Your goal:
Of the entries below, return only those lines from the line with "Result<T, GatewayError>. Per-request" to the line with "and infrastructure errors", exactly, both included.

Input data:
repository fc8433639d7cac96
#[doc(hidden)]
pub mod __private229 {
    #[doc(hidden)]
    pub use crate::private::*;
}
use serde_core::__private229 as serde_core_private;
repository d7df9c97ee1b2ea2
//! Process-level error types for the publish gateway
//!
//! main.rs is the ONLY module allowed to use anyhow::Result (process boundary).
//! Startup and infrastructure code returns Result<T, GatewayError>. Per-request
//! failures live in `gateway::response::RequestRejection` and
//! `broker::PublishError` because they become HTTP responses, not exits.

use thiserror::Error;

/// Gateway startup and infrastructure errors
///
/// Every variant carries enough context to diagnose a failed boot without
/// reading the environment of the crashed process.
///
/// Example log output:
/// ```text
/// GatewayError::Config("GOOGLE_CLOUD_PROJECT must be set")
/// → "configuration error: GOOGLE_CLOUD_PROJECT must be set"
/// ```
#[derive(Error, Debug)]
pub enum GatewayError {
    /// Configuration error (environment variable missing or invalid)
    #[error("configuration error: {0}")]
    Config(String),

    /// Broker connection could not be established at startup
    #[error("{backend} broker connection failed")]
    BrokerConnectionFailed {
        backend: &'static str,
        #[source]
        source: Box<dyn std::error::Error + Send + Sync>,
    },

    /// Prometheus recorder could not be installed
    #[error("metrics recorder installation failed")]
    MetricsInstall(#[source] Box<dyn std::error::Error + Send + Sync>),

    /// Listener could not bind its port
    #[error("failed to bind {listener} listener on port {port}")]
    Bind {
        listener: &'static str,
        port: u16,
        #[source]
        source: std::io::Error,
    },
}

impl GatewayError {
    /// Returns a static label string suitable for Prometheus metrics.
    pub fn error_type_label(&self) -> &'static str {
        match self {
            Self::Config(_) => "config",
            Self::BrokerConnectionFailed { .. } => "broker_connection",
            Self::MetricsInstall(_) => "metrics_install",
            Self::Bind { .. } => "bind",
        }
    }
}
//! Google Cloud Pub/Sub publisher
//!
//! Talks to the Pub/Sub REST surface (`topics.publish`) so the same adapter
//! works against production, a regional endpoint or the local emulator.

use super::{PublishAck, PublishError, Publisher, TopicRef};
use crate::config::PubSubAuth;
use crate::error::GatewayError;
use async_trait::async_trait;
use base64::engine::general_purpose::STANDARD;
use base64::Engine;
use bytes::Bytes;
use reqwest::{Client, StatusCode, Url};
use serde::{Deserialize, Serialize};
use std::time::{Duration, Instant};
use tokio::sync::Mutex;
use tracing::{debug, info};

/// Tokens are refreshed this long before the metadata server says they expire
const TOKEN_REFRESH_MARGIN: Duration = Duration::from_secs(60);

const METADATA_TOKEN_PATH: &str = "/computeMetadata/v1/instance/service-accounts/default/token";

/// Where bearer tokens come from
pub enum TokenSource {
    /// Emulator: no Authorization header
    None,
    /// Fixed token supplied by the operator
    Static(String),
    /// GCE/Cloud Run metadata server, cached until shortly before expiry
    Metadata {
        url: String,
        cache: Mutex<Option<CachedToken>>,
    },
}

pub struct CachedToken {
    value: String,
    refresh_at: Instant,
}

#[derive(Deserialize)]
struct MetadataToken {
    access_token: String,
    expires_in: u64,
}

impl TokenSource {
    pub fn from_config(auth: &PubSubAuth) -> Self {
        match auth {
            PubSubAuth::None => Self::None,
            PubSubAuth::Static(token) => Self::Static(token.clone()),
            PubSubAuth::Metadata { host } => Self::metadata(host),
        }
    }

    /// Metadata source for `host` (`host` or `host:port`)
    pub fn metadata(host: &str) -> Self {
        Self::Metadata {
            url: format!("http://{}{}", host.trim_end_matches('/'), METADATA_TOKEN_PATH),
            cache: Mutex::new(None),
        }
    }

    fn kind(&self) -> &'static str {
        match self {
            Self::None => "none",
            Self::Static(_) => "static",
            Self::Metadata { .. } => "metadata",
        }
    }

    async fn bearer(&self, http: &Client) -> Result<Option<String>, PublishError> {
        match self {
            Self::None => Ok(None),
            Self::Static(token) => Ok(Some(token.clone())),
            Self::Metadata { url, cache } => {
                // Held across the fetch so concurrent requests share one refresh
                let mut cached = cache.lock().await;
                if let Some(token) = cached.as_ref() {
                    if Instant::now() < token.refresh_at {
                        return Ok(Some(token.value.clone()));
                    }
                }

                let fetched = fetch_metadata_token(http, url).await?;
                let lifetime = Duration::from_secs(fetched.expires_in);
                debug!(expires_in = fetched.expires_in, "Fetched access token from metadata server");

                let value = fetched.access_token;
                *cached = Some(CachedToken {
                    value: value.clone(),
                    refresh_at: Instant::now() + lifetime.saturating_sub(TOKEN_REFRESH_MARGIN),
                });
                Ok(Some(value))
            }
        }
    }
}

async fn fetch_metadata_token(http: &Client, url: &str) -> Result<MetadataToken, PublishError> {
    let response = http
        .get(url)
        .header("Metadata-Flavor", "Google")
        .send()
        .await
        .map_err(|e| PublishError::Auth(e.to_string()))?;

    let status = response.status();
    if !status.is_success() {
        return Err(PublishError::Auth(format!(
            "metadata server returned {status}"
        )));
    }

    response
        .json::<MetadataToken>()
        .await
        .map_err(|e| PublishError::Auth(format!("malformed metadata token response: {e}")))
}

#[derive(Serialize)]
struct PublishBody {
    messages: Vec<OutgoingMessage>,
}

#[derive(Serialize)]
struct OutgoingMessage {
    data: String,
}

#[derive(Deserialize)]
#[serde(rename_all = "camelCase")]
struct PublishReply {
    #[serde(default)]
    message_ids: Vec<String>,
}

#[derive(Deserialize)]
struct ErrorEnvelope {
    error: ErrorStatus,
}

#[derive(Deserialize)]
struct ErrorStatus {
    message: String,
}

/// Pub/Sub publisher over the REST API
pub struct PubSubRestPublisher {
    http: Client,
    endpoint: Url,
    token: TokenSource,
}

impl PubSubRestPublisher {
    pub fn new(endpoint: &str, token: TokenSource) -> Result<Self, GatewayError> {
        let endpoint = Url::parse(endpoint).map_err(|e| {
            GatewayError::Config(format!("Pub/Sub endpoint '{endpoint}' is not a valid URL: {e}"))
        })?;
        if endpoint.cannot_be_a_base() {
            return Err(GatewayError::Config(format!(
                "Pub/Sub endpoint '{endpoint}' cannot carry a path"
            )));
        }

        let http = Client::builder()
            .user_agent(concat!("pubsub-gateway/", env!("CARGO_PKG_VERSION")))
            .build()
            .map_err(|e| GatewayError::BrokerConnectionFailed {
                backend: "pubsub",
                source: Box::new(e),
            })?;

        info!(endpoint = %endpoint, auth = token.kind(), "Pub/Sub publisher ready");

        Ok(Self {
            http,
            endpoint,
            token,
        })
    }
}

#[async_trait]
impl Publisher for PubSubRestPublisher {
    fn backend(&self) -> &'static str {
        "pubsub"
    }

    fn resolve_topic(&self, project_id: &str, topic_name: &str) -> TopicRef {
        TopicRef {
            project_id: project_id.to_string(),
            name: topic_name.to_string(),
            resolved: format!("projects/{project_id}/topics/{topic_name}"),
        }
    }

    async fn publish(&self, topic: &TopicRef, payload: Bytes) -> Result<PublishAck, PublishError> {
        validate_topic_name(&topic.name)?;
        let url = publish_url(&self.endpoint, &topic.project_id, &topic.name)?;

        let body = PublishBody {
            messages: vec![OutgoingMessage {
                data: STANDARD.encode(&payload),
            }],
        };

        let mut request = self.http.post(url).json(&body);
        if let Some(token) = self.token.bearer(&self.http).await? {
            request = request.bearer_auth(token);
        }

        debug!(topic = %topic.resolved, bytes = payload.len(), "Publishing to Pub/Sub");

        let response = request
            .send()
            .await
            .map_err(|e| PublishError::Transport(Box::new(e)))?;

        let status = response.status();
        if !status.is_success() {
            let text = response.text().await.unwrap_or_default();
            return Err(PublishError::Rejected {
                status: status.as_u16(),
                message: rejection_message(status, &text),
            });
        }

        let reply: PublishReply = response
            .json()
            .await
            .map_err(|e| PublishError::InvalidResponse(e.to_string()))?;

        Ok(PublishAck {
            message_id: reply.message_ids.into_iter().next(),
        })
    }
}

/// Pub/Sub topic naming rules; anything else would be refused by the API
fn validate_topic_name(name: &str) -> Result<(), PublishError> {
    let reason = if !(3..=255).contains(&name.len()) {
        Some("must be between 3 and 255 characters")
    } else if !name.starts_with(|c: char| c.is_ascii_alphabetic()) {
        Some("must start with a letter")
    } else if name.starts_with("goog") {
        Some("must not start with \"goog\"")
    } else if !name
        .chars()
        .all(|c| c.is_ascii_alphanumeric() || "-_.~+%".contains(c))
    {
        Some("may only contain letters, numbers and - _ . ~ + %")
    } else {
        None
    };

    match reason {
        Some(reason) => Err(PublishError::InvalidTopic {
            name: name.to_string(),
            reason,
        }),
        None => Ok(()),
    }
}

/// `{endpoint}/v1/projects/{project}/topics/{topic}:publish`, each part one encoded segment
fn publish_url(endpoint: &Url, project_id: &str, topic_name: &str) -> Result<Url, PublishError> {
    let method = format!("{topic_name}:publish");
    let mut url = endpoint.clone();
    url.path_segments_mut()
        .map_err(|_| PublishError::Broker(format!("endpoint {endpoint} cannot carry a path")))?
        .pop_if_empty()
        .extend(["v1", "projects", project_id, "topics", method.as_str()]);
    Ok(url)
}

/// Pull the human-readable part out of a Google API error body
fn rejection_message(status: StatusCode, body: &str) -> String {
    if let Ok(envelope) = serde_json::from_str::<ErrorEnvelope>(body) {
        return envelope.error.message;
    }

    let trimmed = body.trim();
    if !trimmed.is_empty() {
        return trimmed.to_string();
    }

    status.to_string()
}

Answer to this problem:
//! Startup and infrastructure code returns Result<T, GatewayError>. Per-request
//! failures live in `gateway::response::RequestRejection` and
//! `broker::PublishError` because they become HTTP responses, not exits.

use thiserror::Error;

/// Gateway startup and infrastructure errors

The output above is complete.